I am discussing with an Arminian whether adults who have never heard of Christ can be saved. I am saying no and he is saying yes. He is using the example of the potential salvation of infants, which I admit to the degree above (his scope would be much larger). Anyway, he is arguing that is infants can be saved in a mysterious manner, then so can adults who have never been outwardly called by the gospel. It is hard to understand how the proof texts for footnote c relate to the concept of being incapable of being outwardly called by the ministry of the Word. Anyone have any support for this proposition?
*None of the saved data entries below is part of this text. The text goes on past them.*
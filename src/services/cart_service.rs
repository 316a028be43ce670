use std::collections::HashMap;

use sea_orm::ConnectionTrait;

use crate::{
    audit,
    db::UnitOfWork,
    dto::cart::{
        AddToCartRequest, BulkDeleteCartRequest, CartLine, CartLineQuantity, CartList,
        PharmacyCart, PrescriptionCartResult, PrescriptionToCartRequest,
    },
    entity::{cart_items::Model as CartItemModel, pharmacy_products::Model as PharmacyProductModel},
    error::{AppError, AppResult},
    middleware::auth::{AuthUser, ensure_role},
    models::CartItem,
    repository::{accounts, cart_items, geo, pharmacies, pharmacy_products},
    response::{ApiResponse, Meta},
    routes::params::validate_coordinates,
    state::AppState,
    status::Role,
};

pub async fn create(
    state: &AppState,
    user: &AuthUser,
    payload: AddToCartRequest,
) -> AppResult<ApiResponse<CartItem>> {
    ensure_role(user, Role::User)?;
    let qty = positive_quantity(Some(payload.quantity))?;

    let line = match add_line(&state.orm, user.user_id, payload.pharmacy_product_id, qty).await {
        // A concurrent create won the insert; fold into its line instead.
        Err(AppError::Conflict(_)) => {
            add_line(&state.orm, user.user_id, payload.pharmacy_product_id, qty).await?
        }
        other => other?,
    };

    audit::record(
        &state.pool,
        user.user_id,
        "cart_add",
        "cart_items",
        serde_json::json!({ "cart_item_id": line.id, "quantity": qty }),
    )
    .await;

    Ok(ApiResponse::success("Added to cart", CartItem::from(line), None))
}

pub async fn increase(
    state: &AppState,
    user: &AuthUser,
    cart_item_id: i64,
    quantity: Option<i32>,
) -> AppResult<ApiResponse<CartItem>> {
    ensure_role(user, Role::User)?;
    let qty = positive_quantity(quantity)?;
    let line = cart_items::find_owned(&state.orm, cart_item_id, user.user_id).await?;
    let line = increase_line(&state.orm, line, qty).await?;
    Ok(ApiResponse::success("Cart updated", CartItem::from(line), None))
}

pub async fn decrease(
    state: &AppState,
    user: &AuthUser,
    cart_item_id: i64,
    quantity: Option<i32>,
) -> AppResult<ApiResponse<CartLineQuantity>> {
    ensure_role(user, Role::User)?;
    let qty = positive_quantity(quantity)?;
    let remaining = cart_items::decrease(&state.orm, cart_item_id, user.user_id, qty).await?;

    let removed = remaining.quantity <= 0;
    if removed {
        cart_items::soft_delete(&state.orm, &[remaining.id], user.user_id).await?;
    }

    Ok(ApiResponse::success(
        "Cart updated",
        CartLineQuantity {
            id: remaining.id,
            quantity: remaining.quantity.max(0),
            removed,
        },
        None,
    ))
}

pub async fn delete(
    state: &AppState,
    user: &AuthUser,
    cart_item_id: i64,
) -> AppResult<ApiResponse<serde_json::Value>> {
    ensure_role(user, Role::User)?;
    let affected = cart_items::soft_delete(&state.orm, &[cart_item_id], user.user_id).await?;
    if affected == 0 {
        return Err(AppError::not_found("cart item"));
    }
    Ok(ApiResponse::success(
        "Removed from cart",
        serde_json::json!({}),
        Some(Meta::empty()),
    ))
}

pub async fn bulk_delete(
    state: &AppState,
    user: &AuthUser,
    payload: BulkDeleteCartRequest,
) -> AppResult<ApiResponse<serde_json::Value>> {
    ensure_role(user, Role::User)?;
    if payload.cart_item_ids.is_empty() {
        return Err(AppError::BadRequest("cartItemIds must not be empty".into()));
    }
    let affected =
        cart_items::soft_delete(&state.orm, &payload.cart_item_ids, user.user_id).await?;
    if affected == 0 {
        return Err(AppError::not_found("cart item"));
    }
    Ok(ApiResponse::success(
        "Removed from cart",
        serde_json::json!({ "removed": affected }),
        Some(Meta::empty()),
    ))
}

/// Cart lines grouped per pharmacy with the shipping methods each pharmacy offers.
pub async fn list(state: &AppState, user: &AuthUser) -> AppResult<ApiResponse<CartList>> {
    ensure_role(user, Role::User)?;
    let rows = cart_items::list_for_user(&state.pool, user.user_id).await?;

    let mut groups: Vec<PharmacyCart> = Vec::new();
    for row in rows {
        let line = CartLine {
            id: row.id,
            pharmacy_product_id: row.pharmacy_product_id,
            product_id: row.product_id,
            product_name: row.product_name,
            picture_url: row.picture_url,
            price: row.price,
            quantity: row.quantity,
            total_stock: row.total_stock,
            weight: row.weight,
        };
        match groups.last_mut() {
            Some(group) if group.pharmacy_id == row.pharmacy_id => group.items.push(line),
            _ => groups.push(PharmacyCart {
                pharmacy_id: row.pharmacy_id,
                pharmacy_name: row.pharmacy_name,
                official_shipping_methods: Vec::new(),
                non_official_shipping_methods: Vec::new(),
                items: vec![line],
            }),
        }
    }

    let pharmacy_ids: Vec<i64> = groups.iter().map(|g| g.pharmacy_id).collect();
    if !pharmacy_ids.is_empty() {
        let mut official: HashMap<i64, Vec<_>> = HashMap::new();
        for method in pharmacies::official_shipping_methods(&state.pool, &pharmacy_ids).await? {
            official.entry(method.pharmacy_id).or_default().push(method);
        }
        let mut non_official: HashMap<i64, Vec<_>> = HashMap::new();
        for method in pharmacies::non_official_shipping_methods(&state.pool, &pharmacy_ids).await? {
            non_official.entry(method.pharmacy_id).or_default().push(method);
        }
        for group in &mut groups {
            group.official_shipping_methods = official.remove(&group.pharmacy_id).unwrap_or_default();
            group.non_official_shipping_methods =
                non_official.remove(&group.pharmacy_id).unwrap_or_default();
        }
    }

    Ok(ApiResponse::success(
        "OK",
        CartList { pharmacies: groups },
        Some(Meta::empty()),
    ))
}

/// Puts every prescribed product of a consultation into the caller's cart,
/// each from the nearest pharmacy that stocks it. All lines or none.
pub async fn add_prescription_to_cart(
    state: &AppState,
    user: &AuthUser,
    consultation_id: i64,
    payload: PrescriptionToCartRequest,
) -> AppResult<ApiResponse<PrescriptionCartResult>> {
    ensure_role(user, Role::User)?;
    validate_coordinates(payload.longitude, payload.latitude)?;

    let participants = accounts::consultation_participants(&state.pool, consultation_id)
        .await?
        .ok_or_else(|| AppError::not_found("consultation"))?;
    if participants.user_id != user.user_id {
        return Err(AppError::Forbidden);
    }

    let prescribed = accounts::prescription_items(&state.pool, consultation_id).await?;
    if prescribed.is_empty() {
        return Err(AppError::BadRequest("consultation has no prescription".into()));
    }

    let mut resolved = Vec::with_capacity(prescribed.len());
    for item in prescribed {
        let pharmacy_product_id = geo::nearest_pharmacy_product_for(
            &state.pool,
            payload.longitude,
            payload.latitude,
            state.config.default_radius_meters,
            item.product_id,
        )
        .await?
        .ok_or_else(|| {
            AppError::BadRequest(format!("{} is not available near you", item.product_name))
        })?;
        resolved.push((pharmacy_product_id, item.quantity));
    }

    let user_id = user.user_id;
    let cart_item_ids = state
        .orm
        .within(move |txn| {
            Box::pin(async move {
                let mut ids = Vec::with_capacity(resolved.len());
                for (pharmacy_product_id, quantity) in resolved {
                    let line = add_line(txn, user_id, pharmacy_product_id, quantity).await?;
                    ids.push(line.id);
                }
                Ok(ids)
            })
        })
        .await?;

    audit::record(
        &state.pool,
        user.user_id,
        "cart_add_prescription",
        "cart_items",
        serde_json::json!({ "consultation_id": consultation_id, "cart_item_ids": cart_item_ids }),
    )
    .await;

    Ok(ApiResponse::success(
        "Prescription added to cart",
        PrescriptionCartResult { cart_item_ids },
        None,
    ))
}

/// Inserts a new line or grows the existing one. Stock is checked without a
/// lock; placement re-checks under the row lock.
async fn add_line<C: ConnectionTrait>(
    db: &C,
    user_id: i64,
    pharmacy_product_id: i64,
    qty: i32,
) -> AppResult<CartItemModel> {
    match cart_items::find_active(db, user_id, pharmacy_product_id).await? {
        Some(line) => increase_line(db, line, qty).await,
        None => {
            let product = pharmacy_products::get(db, pharmacy_product_id).await?;
            ensure_stock(&product, qty)?;
            cart_items::insert(db, user_id, pharmacy_product_id, qty).await
        }
    }
}

async fn increase_line<C: ConnectionTrait>(
    db: &C,
    line: CartItemModel,
    qty: i32,
) -> AppResult<CartItemModel> {
    let product = pharmacy_products::get(db, line.pharmacy_product_id).await?;
    let wanted = line
        .quantity
        .checked_add(qty)
        .ok_or_else(|| AppError::BadRequest("quantity is too large".into()))?;
    ensure_stock(&product, wanted)?;
    cart_items::set_quantity(db, line.id, wanted).await
}

fn ensure_stock(product: &PharmacyProductModel, wanted: i32) -> AppResult<()> {
    if !product.is_available {
        return Err(AppError::NotEnoughStock("product is not available".into()));
    }
    if wanted > product.total_stock {
        return Err(AppError::NotEnoughStock(format!(
            "only {} left in stock",
            product.total_stock
        )));
    }
    Ok(())
}

fn positive_quantity(quantity: Option<i32>) -> AppResult<i32> {
    let qty = quantity.unwrap_or(1);
    if qty <= 0 {
        return Err(AppError::BadRequest("quantity must be greater than 0".into()));
    }
    Ok(qty)
}
use axum::Router;

use crate::state::AppState;

pub mod auth;
pub mod cart;
pub mod chat;
pub mod doc;
pub mod geo;
pub mod health;
pub mod inventory;
pub mod orders;
pub mod params;

// Build the API router without binding state; it will be provided at the top level.
pub fn create_api_router() -> Router<AppState> {
    Router::new()
        .nest("/auth", auth::router())
        .nest("/cart", cart::router())
        .nest("/orders", orders::route())
        .nest("/pharmacy-products", inventory::pharmacy_products_router())
        .nest("/stock-transfers", inventory::stock_transfers_router())
        .nest("/stock-histories", inventory::stock_histories_router())
        .nest("/pharmacies", geo::pharmacies_router())
        .nest("/products", geo::products_router())
        .nest("/shipping-fees", geo::shipping_router())
}
use pharmacy_marketplace_api::{
    config::AppConfig,
    db::{create_pool, run_migrations},
};

#[tokio::main]
async fn main() -> anyhow::Result<()> {
    dotenvy::dotenv().ok();
    let config = AppConfig::from_env()?;
    let pool = create_pool(&config.database_url).await?;
    run_migrations(&pool).await?;
    println!("Migrations applied");
    Ok(())
}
His basic idea is that some people have an implicit faith in Christ but it has not been clarified because they have not yet received the ministry of the Word. He is using the example of infant salavtion to support this possibility (salvation without the ministry of the Word).

Thoughts?

Also, what does it mean to be incapable of being outwardly called? Of course, it would include infants, the mentally infirm and the like. But is the language is broad enough to include ordinary adults who are not in a position to have heard the gospel (dark jungles, whatever)? I think the answer is no, but the language is a bit vague.


----------



## Blueridge Believer (Aug 31, 2007)

Were all the infants at the time of the flood saved? How about the infants at Sodom and Gomorrah? The bible is silent on it in my opinion.


----------



## Anton Bruckner (Aug 31, 2007)

Blueridge Baptist said:


> Were all the infants at the time of the flood saved? How about the infants at Sodom and Gomorrah? The bible is silent on it in my opinion.


no infants at Sodom and Gomorrah were saved, and no children of the reprobate during the flood were ever saved. God's judgment is beautiful and fearsome. God is not a teddy bear or jello pudding.
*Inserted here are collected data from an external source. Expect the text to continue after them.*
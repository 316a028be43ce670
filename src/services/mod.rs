pub mod auth_service;
pub mod cart_service;
pub mod geo_service;
pub mod order_service;
pub mod pharmacy_product_service;
pub mod shipping_service;
pub mod stock_history_service;
pub mod stock_transfer_service;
Ungodly Man: What about the kids. Surely the kids.

God: Damn the kids, damn their parents. Only my people will I save.


----------



## Blueridge Believer (Aug 31, 2007)

Slippery said:


> Blueridge Baptist said:
> 
> 
> > Were all the infants at the time of the flood saved? How about the infants at Sodom and Gomorrah? The bible is silent on it in my opinion.
> ...



Good point brother. It is the tendancy of the fallen nature to try and think of God being like themselves. They thing that they are "fair" and that God to be just would have to be like them.


----------



## Romans922 (Aug 31, 2007)

only saved if they are God's elect.


----------



## Scott (Aug 31, 2007)

Romans922 said:


> only saved if they are God's elect.



Right - but his point is that there can be elect adults who have never heard the gospel. B/C they are incapable of hearing it (circumsatnces prevent it), they are saved in the same way as elect infants.


----------



## satz (Aug 31, 2007)

I do believe that adult elect can be saved without the gospel in exactly the same way as elect infants dying in infancy. 

In fact, I believe that there is nothing special or mysterious about the way elect infants are saved – they are saved in exactly the same way as all of us are. 

Before being born again, a natural man cannot even see the kingdom of God, nor receive spiritual things. Even elect adults living in America under the preaching of the gospel are regenerated wholly by the Holy Spirit and the power of God. The gospel is not involved in this process because it would be meaningless to the unregenerate man anyway. The fact that infants are not capable of being preached to does not hinder this power at all. And I think it is this same power that regenerates all Christians whatever their circumstances. 

So infants are saved – in the sense of regeneration – exactly the same as all other elect. 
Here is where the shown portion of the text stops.